Experimental pK a Values of Buried Residues: Analysis with Continuum Methods and Role of Water Penetration

Abstract

Lys-66 and Glu-66, buried in the hydrophobic interior of staphylococcal nuclease by mutagenesis, titrate with pK a values of 5.7 and 8.8, respectively (Dwyer et al., 2000, Biophys. J. 79:1610–1620; García-Moreno E. et al., 1997, Biophys. Chem. 64:211–224). Continuum calculations with static structures reproduced the pK a values when the protein interior was treated with a dielectric constant ( ϵ in) of 10. This high apparent polarizability can be rationalized in the case of Glu-66 in terms of internal water molecules, visible in crystallographic structures, hydrogen bonded to Glu-66. The water molecules are absent in structures with Lys-66; the high polarizability cannot be reconciled with the hydrophobic environment surrounding Lys-66. Equilibrium thermodynamic experiments showed that the Lys-66 mutant remained folded and native-like after ionization of the buried lysine. The high polarizability must therefore reflect water penetration, minor local structural rearrangement, or both.

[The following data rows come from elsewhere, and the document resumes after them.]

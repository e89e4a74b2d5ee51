//! Scroll progress and active section tracking.

use std::cell::Cell;

#[derive(Clone, Copy, Debug, Default, PartialEq)]
pub struct ScrollMetrics {
    pub scroll_y: f64,
    pub document_height: f64,
    pub viewport_height: f64,
}

#[derive(Clone, Copy, Debug, PartialEq)]
pub struct SectionBounds {
    pub top: f64,
    pub height: f64,
}

impl SectionBounds {
    pub fn contains(&self, y: f64) -> bool {
        y >= self.top && y < self.top + self.height
    }
}

#[derive(Clone, Copy, Debug, Default, PartialEq)]
pub struct ScrollState {
    /// How far down the page we are, in `[0, 100]`.
    pub scroll_percent: f64,
    pub active_section: Option<&'static str>,
}

/// Percentage of the scrollable distance already scrolled. Pages that don't
/// scroll at all report 0.
pub fn scroll_percent(metrics: &ScrollMetrics) -> f64 {
    let scrollable = metrics.document_height - metrics.viewport_height;
    if !(scrollable > 0.0) || !metrics.scroll_y.is_finite() {
        return 0.0;
    }
    (metrics.scroll_y / scrollable * 100.0).clamp(0.0, 100.0)
}

pub struct SectionTracker {
    sections: Vec<&'static str>,
    activation_offset: f64,
}

impl SectionTracker {
    /// `sections` must be listed in layout order, top to bottom.
    pub fn new(sections: &[&'static str], activation_offset: f64) -> Self {
        Self {
            sections: sections.to_vec(),
            activation_offset,
        }
    }

    /// First section (in layout order) containing `scroll_y` plus the
    /// activation offset. Sections `measure` can't find are skipped.
    pub fn active_section<F>(&self, scroll_y: f64, mut measure: F) -> Option<&'static str>
    where
        F: FnMut(&str) -> Option<SectionBounds>,
    {
        let probe = scroll_y + self.activation_offset;
        self.sections
            .iter()
            .copied()
            .find(|id| measure(id).map_or(false, |bounds| bounds.contains(probe)))
    }

    pub fn sample<F>(&self, metrics: &ScrollMetrics, measure: F) -> ScrollState
    where
        F: FnMut(&str) -> Option<SectionBounds>,
    {
        ScrollState {
            scroll_percent: scroll_percent(metrics),
            active_section: self.active_section(metrics.scroll_y, measure),
        }
    }
}

/// Lets at most one recompute wait for the next animation frame.
#[derive(Debug, Default)]
pub struct FrameGate {
    pending: Cell<bool>,
}

impl FrameGate {
    /// Returns `true` if the caller should request a frame, `false` if one
    /// is already on its way.
    pub fn arm(&self) -> bool {
        !self.pending.replace(true)
    }

    pub fn release(&self) {
        self.pending.set(false);
    }

    pub fn is_pending(&self) -> bool {
        self.pending.get()
    }
}

#[cfg(test)]
mod tests {
    use super::*;

    const SECTIONS: &[&str] = &["home", "about", "services"];

    fn layout(id: &str) -> Option<SectionBounds> {
        match id {
            "home" => Some(SectionBounds { top: 0.0, height: 800.0 }),
            "about" => Some(SectionBounds { top: 800.0, height: 600.0 }),
            "services" => Some(SectionBounds { top: 1400.0, height: 1000.0 }),
            _ => None,
        }
    }

    #[test]
    fn test_scroll_percent_boundaries() {
        let top = ScrollMetrics { scroll_y: 0.0, document_height: 3000.0, viewport_height: 800.0 };
        let bottom = ScrollMetrics { scroll_y: 2200.0, ..top };
        let middle = ScrollMetrics { scroll_y: 1100.0, ..top };

        assert_eq!(scroll_percent(&top), 0.0);
        assert_eq!(scroll_percent(&bottom), 100.0);
        assert_eq!(scroll_percent(&middle), 50.0);
    }

    #[test]
    fn test_scroll_percent_clamps_overscroll() {
        let base = ScrollMetrics { scroll_y: -40.0, document_height: 3000.0, viewport_height: 800.0 };
        assert_eq!(scroll_percent(&base), 0.0);
        assert_eq!(scroll_percent(&ScrollMetrics { scroll_y: 2500.0, ..base }), 100.0);
    }

    #[test]
    fn test_short_page_is_always_zero() {
        for scroll_y in [0.0, 10.0, 5000.0] {
            let equal = ScrollMetrics { scroll_y, document_height: 800.0, viewport_height: 800.0 };
            let shorter = ScrollMetrics { scroll_y, document_height: 500.0, viewport_height: 800.0 };
            assert_eq!(scroll_percent(&equal), 0.0);
            assert_eq!(scroll_percent(&shorter), 0.0);
        }
    }

    #[test]
    fn test_active_section_uses_offset() {
        let tracker = SectionTracker::new(SECTIONS, 100.0);

        assert_eq!(tracker.active_section(0.0, layout), Some("home"));
        assert_eq!(tracker.active_section(699.0, layout), Some("home"));
        // 700 + 100 reaches the top edge of "about".
        assert_eq!(tracker.active_section(700.0, layout), Some("about"));
        assert_eq!(tracker.active_section(1350.0, layout), Some("services"));
        assert_eq!(tracker.active_section(5000.0, layout), None);
    }

    #[test]
    fn test_overlapping_sections_pick_first_in_layout_order() {
        let tracker = SectionTracker::new(&["hero", "intro"], 0.0);
        let overlapping = |id: &str| match id {
            "hero" => Some(SectionBounds { top: 0.0, height: 1000.0 }),
            "intro" => Some(SectionBounds { top: 500.0, height: 1000.0 }),
            _ => None,
        };

        assert_eq!(tracker.active_section(600.0, overlapping), Some("hero"));
        assert_eq!(tracker.active_section(1200.0, overlapping), Some("intro"));
    }

    #[test]
    fn test_missing_sections_are_never_active() {
        let tracker = SectionTracker::new(SECTIONS, 100.0);
        assert_eq!(tracker.active_section(300.0, |_| None), None);
    }

    #[test]
    fn test_sample_combines_both() {
        let tracker = SectionTracker::new(SECTIONS, 100.0);
        let metrics = ScrollMetrics { scroll_y: 1100.0, document_height: 3000.0, viewport_height: 800.0 };

        let state = tracker.sample(&metrics, layout);

        assert_eq!(state, ScrollState { scroll_percent: 50.0, active_section: Some("about") });
    }

    #[test]
    fn test_frame_gate_coalesces() {
        let gate = FrameGate::default();

        assert!(gate.arm());
        assert!(!gate.arm());
        assert!(!gate.arm());
        assert!(gate.is_pending());

        gate.release();
        assert!(!gate.is_pending());
        assert!(gate.arm());
    }
}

When in pK a calculations with continuum methods, the internal water molecules were treated explicitly, and allowed to relax in the field of the buried charged group, the pK a values of buried residues were reproduced with ϵ in in the range 4–5. The calculations show that internal waters can modulate pK a values of buried residues effectively, and they support the hypothesis that the buried Lys-66 is in contact with internal waters even though these are not seen crystallographically. When only the one or two innermost water molecules were treated explicitly, ϵ in of 5–7 reproduced the pK a values. These values of ϵ in > 4 imply that some conformational reorganization occurs concomitant with the ionization of the buried groups.